(Stored data entries)
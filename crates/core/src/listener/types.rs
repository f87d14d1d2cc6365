//! Inbound message types.

use serde::{Deserialize, Serialize};
use thiserror::Error;

/// A loosely typed message as it arrives from the transport.
#[derive(Debug, Clone, PartialEq, Serialize, Deserialize)]
pub struct RawMessage {
    pub topic: String,
    /// `file`, `dataset` or `collection`.
    #[serde(rename = "type", alias = "kind")]
    pub kind: String,
    pub data: serde_json::Value,
}

impl RawMessage {
    pub fn new(topic: impl Into<String>, kind: impl Into<String>, data: serde_json::Value) -> Self {
        Self {
            topic: topic.into(),
            kind: kind.into(),
            data,
        }
    }
}

/// Message shapes that can announce raw files.
#[derive(Debug, Clone, Copy, PartialEq, Eq)]
pub enum MessageKind {
    /// One file in `data.uri`.
    File,
    /// Several files in `data.dataset[].uri`.
    Dataset,
    /// Several entries in `data.collection[]`, each a file or a dataset.
    Collection,
}

impl MessageKind {
    pub fn parse(kind: &str) -> Option<Self> {
        match kind {
            "file" => Some(Self::File),
            "dataset" => Some(Self::Dataset),
            "collection" => Some(Self::Collection),
            _ => None,
        }
    }
}

/// Why a message was rejected at the boundary.
#[derive(Debug, Clone, PartialEq, Error)]
pub enum TriggerError {
    #[error("unsupported message type '{0}'")]
    UnsupportedKind(String),

    #[error("topic '{0}' is not subscribed")]
    TopicNotSubscribed(String),

    #[error("missing field '{0}'")]
    MissingField(&'static str),

    #[error("invalid field '{field}': {reason}")]
    InvalidField { field: &'static str, reason: String },

    #[error("not an EOS MODIS platform: {0}")]
    UnsupportedPlatform(String),

    #[error("unsupported sensor(s): {0:?}")]
    UnsupportedSensor(Vec<String>),

    #[error("file is on remote host '{0}'")]
    RemoteFile(String),
}

impl TriggerError {
    pub fn invalid(field: &'static str, reason: impl Into<String>) -> Self {
        Self::InvalidField {
            field,
            reason: reason.into(),
        }
    }

    /// Label for metrics.
    pub fn kind(&self) -> &'static str {
        match self {
            Self::UnsupportedKind(_) => "unsupported_kind",
            Self::TopicNotSubscribed(_) => "topic",
            Self::MissingField(_) => "missing_field",
            Self::InvalidField { .. } => "invalid_field",
            Self::UnsupportedPlatform(_) => "platform",
            Self::UnsupportedSensor(_) => "sensor",
            Self::RemoteFile(_) => "remote_file",
        }
    }
}
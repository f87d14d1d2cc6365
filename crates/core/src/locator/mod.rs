//! File locator.
//!
//! Expands the per-stage filename templates of a pipeline against a pass and
//! discovers the files that actually arrived. Raw packet names carry
//! unpredictable sub-fields, so input templates are glob patterns; when several
//! files match, the most recently modified one is used.

mod config;
#[allow(clippy::module_inception)]
mod locator;
mod template;

pub use config::LocatorConfig;
pub use locator::{FileLocator, LocatorError, ResolvedPaths};
pub(crate) use locator::matches_with_mtime;
pub use template::{Template, TemplateContext, TemplateError};
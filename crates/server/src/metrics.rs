//! Prometheus metrics for observability.
//!
//! This module provides metrics for monitoring the runner's HTTP side:
//! - HTTP request metrics (latency, counts)
//! - WebSocket connection metrics
//! - Orchestrator and live pass status (collected dynamically)
//!
//! Core metrics (intake, stages, publishing) are registered alongside.

use once_cell::sync::Lazy;
use prometheus::{
    self, core::Collector, Encoder, HistogramOpts, HistogramVec, IntCounter, IntCounterVec, IntGauge, IntGaugeVec,
    Opts, Registry, TextEncoder,
};
use regex_lite::Regex;

/// Global metrics registry.
pub static REGISTRY: Lazy<Registry> = Lazy::new(|| {
    let registry = Registry::new();
    register_metrics(&registry);
    registry
});

// =============================================================================
// HTTP Request Metrics
// =============================================================================

/// HTTP request duration in seconds.
pub static HTTP_REQUEST_DURATION: Lazy<HistogramVec> = Lazy::new(|| {
    HistogramVec::new(
        HistogramOpts::new(
            "modis_runner_http_request_duration_seconds",
            "HTTP request duration in seconds",
        )
        .buckets(vec![0.001, 0.005, 0.01, 0.025, 0.05, 0.1, 0.25, 0.5, 1.0, 2.5]),
        &["method", "path", "status"],
    )
    .unwrap()
});

/// HTTP requests total count.
pub static HTTP_REQUESTS_TOTAL: Lazy<IntCounterVec> = Lazy::new(|| {
    IntCounterVec::new(
        Opts::new("modis_runner_http_requests_total", "Total HTTP requests"),
        &["method", "path", "status"],
    )
    .unwrap()
});

/// HTTP requests currently in flight.
pub static HTTP_REQUESTS_IN_FLIGHT: Lazy<IntGauge> = Lazy::new(|| {
    IntGauge::new(
        "modis_runner_http_requests_in_flight",
        "Number of HTTP requests currently being processed",
    )
    .unwrap()
});

// =============================================================================
// WebSocket Metrics
// =============================================================================

/// Active WebSocket connections.
pub static WS_CONNECTIONS_ACTIVE: Lazy<IntGauge> = Lazy::new(|| {
    IntGauge::new(
        "modis_runner_ws_connections_active",
        "Number of active WebSocket connections",
    )
    .unwrap()
});

/// Total WebSocket connections (cumulative).
pub static WS_CONNECTIONS_TOTAL: Lazy<IntCounter> = Lazy::new(|| {
    IntCounter::new(
        "modis_runner_ws_connections_total",
        "Total WebSocket connections since startup",
    )
    .unwrap()
});

/// WebSocket messages sent by type.
pub static WS_MESSAGES_SENT: Lazy<IntCounterVec> = Lazy::new(|| {
    IntCounterVec::new(
        Opts::new("modis_runner_ws_messages_sent_total", "WebSocket messages sent"),
        &["type"],
    )
    .unwrap()
});

/// WebSocket lag events (when client falls behind).
pub static WS_LAG_EVENTS: Lazy<IntCounter> = Lazy::new(|| {
    IntCounter::new(
        "modis_runner_ws_lag_events_total",
        "WebSocket lag events (client fell behind)",
    )
    .unwrap()
});

// =============================================================================
// Orchestrator Metrics (collected dynamically)
// =============================================================================

/// Orchestrator running state (1 = running, 0 = stopped).
pub static ORCHESTRATOR_RUNNING: Lazy<IntGauge> = Lazy::new(|| {
    IntGauge::new(
        "modis_runner_orchestrator_running",
        "Whether the orchestrator is running (1) or stopped (0)",
    )
    .unwrap()
});

/// Working directories waiting for removal.
pub static PENDING_CLEANUPS: Lazy<IntGauge> = Lazy::new(|| {
    IntGauge::new(
        "modis_runner_pending_cleanups",
        "Working directories waiting for their retention to expire",
    )
    .unwrap()
});

/// Live passes by the stage they are at.
pub static PASSES_BY_STAGE: Lazy<IntGaugeVec> = Lazy::new(|| {
    IntGaugeVec::new(
        Opts::new("modis_runner_passes_by_stage", "Live passes by current stage"),
        &["platform", "stage"],
    )
    .unwrap()
});

// =============================================================================
// Registration
// =============================================================================

fn register_metrics(registry: &Registry) {
    let local: Vec<Box<dyn Collector>> = vec![
        Box::new(HTTP_REQUEST_DURATION.clone()),
        Box::new(HTTP_REQUESTS_TOTAL.clone()),
        Box::new(HTTP_REQUESTS_IN_FLIGHT.clone()),
        Box::new(WS_CONNECTIONS_ACTIVE.clone()),
        Box::new(WS_CONNECTIONS_TOTAL.clone()),
        Box::new(WS_MESSAGES_SENT.clone()),
        Box::new(WS_LAG_EVENTS.clone()),
        Box::new(ORCHESTRATOR_RUNNING.clone()),
        Box::new(PENDING_CLEANUPS.clone()),
        Box::new(PASSES_BY_STAGE.clone()),
    ];

    // Core metrics (intake, stages, publishing) share the registry
    for metric in local
        .into_iter()
        .chain(modis_runner_core::metrics::all_metrics())
    {
        registry.register(metric).unwrap();
    }
}

/// Encode all metrics as Prometheus text format.
pub fn encode_metrics() -> String {
    let encoder = TextEncoder::new();
    let metric_families = REGISTRY.gather();
    let mut buffer = Vec::new();
    if let Err(e) = encoder.encode(&metric_families, &mut buffer) {
        tracing::error!("Failed to encode metrics: {}", e);
    }
    String::from_utf8_lossy(&buffer).into_owned()
}

/// Collect dynamic metrics from current application state.
///
/// Called before encoding so the gauges reflect the orchestrator and the
/// live passes at scrape time.
pub async fn collect_dynamic_metrics(state: &crate::state::AppState) {
    let status = state.orchestrator().status().await;
    ORCHESTRATOR_RUNNING.set(if status.running { 1 } else { 0 });
    PENDING_CLEANUPS.set(status.pending_cleanups as i64);

    PASSES_BY_STAGE.reset();
    for pass in state.tracker().list().await {
        let stage = if !pass.is_ready() {
            "waiting_for_input"
        } else {
            pass.current_stage().map(|s| s.name.as_str()).unwrap_or("done")
        };
        PASSES_BY_STAGE
            .with_label_values(&[pass.platform.slug(), stage])
            .inc();
    }
}

static PASS_ID_SEGMENT: Lazy<Regex> =
    Lazy::new(|| Regex::new(r"/(aqua|terra)_\d{12}(-\d+)?(/|$)").unwrap());

/// Normalize a path for metric labels (replace pass ids with a placeholder).
pub fn normalize_path(path: &str) -> String {
    PASS_ID_SEGMENT
        .replace_all(path, "/{pass_id}$3")
        .into_owned()
}
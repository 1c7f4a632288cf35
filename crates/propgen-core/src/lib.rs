//! # propgen-core — Foundational Types for propgen
//!
//! This crate holds the primitives every other propgen crate builds on.
//! It depends on nothing internal.
//!
//! ## Key Design Principles
//!
//! 1. **Closed version ordering.** `VersionName` is an enum over the four
//!    release channels (`ga < beta < alpha < private`). A version name that
//!    is not in the ordering cannot be constructed, so version comparison
//!    never has an "unknown" case.
//!
//! 2. **One naming convention per direction.** `underscore` produces the
//!    configuration-facing snake case; `camelize` produces the API-facing
//!    and generated-code-facing camel case. Lineage, prefix, and path
//!    resolution all go through these two functions.
//!
//! 3. **Arena identifiers, not pointers.** `PropertyId` indexes a node in
//!    the arena owned by its resource. Parent links are ids, so the tree
//!    has a single owner.
//!
//! ## Crate Policy
//!
//! - No dependencies on other `propgen-*` crates (this is the leaf of the DAG).
//! - No `unsafe` code.
//! - No `panic!()` or `.unwrap()` outside tests.

pub mod error;
pub mod identity;
pub mod naming;
pub mod version;

// Re-export primary types for ergonomic imports.
pub use error::{PropgenError, VersionError};
pub use identity::PropertyId;
pub use naming::{camelize, underscore, Case};
pub use version::{Version, VersionCatalog, VersionName};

> _GOAL OF THE EXERCISE_: The answer must consist of every line from the entries above that contains the string "Deserialize".

> _WRITTEN RESPONSE_:
use serde::{Deserialize, Serialize};
#[derive(Debug, Clone, PartialEq, Serialize, Deserialize)]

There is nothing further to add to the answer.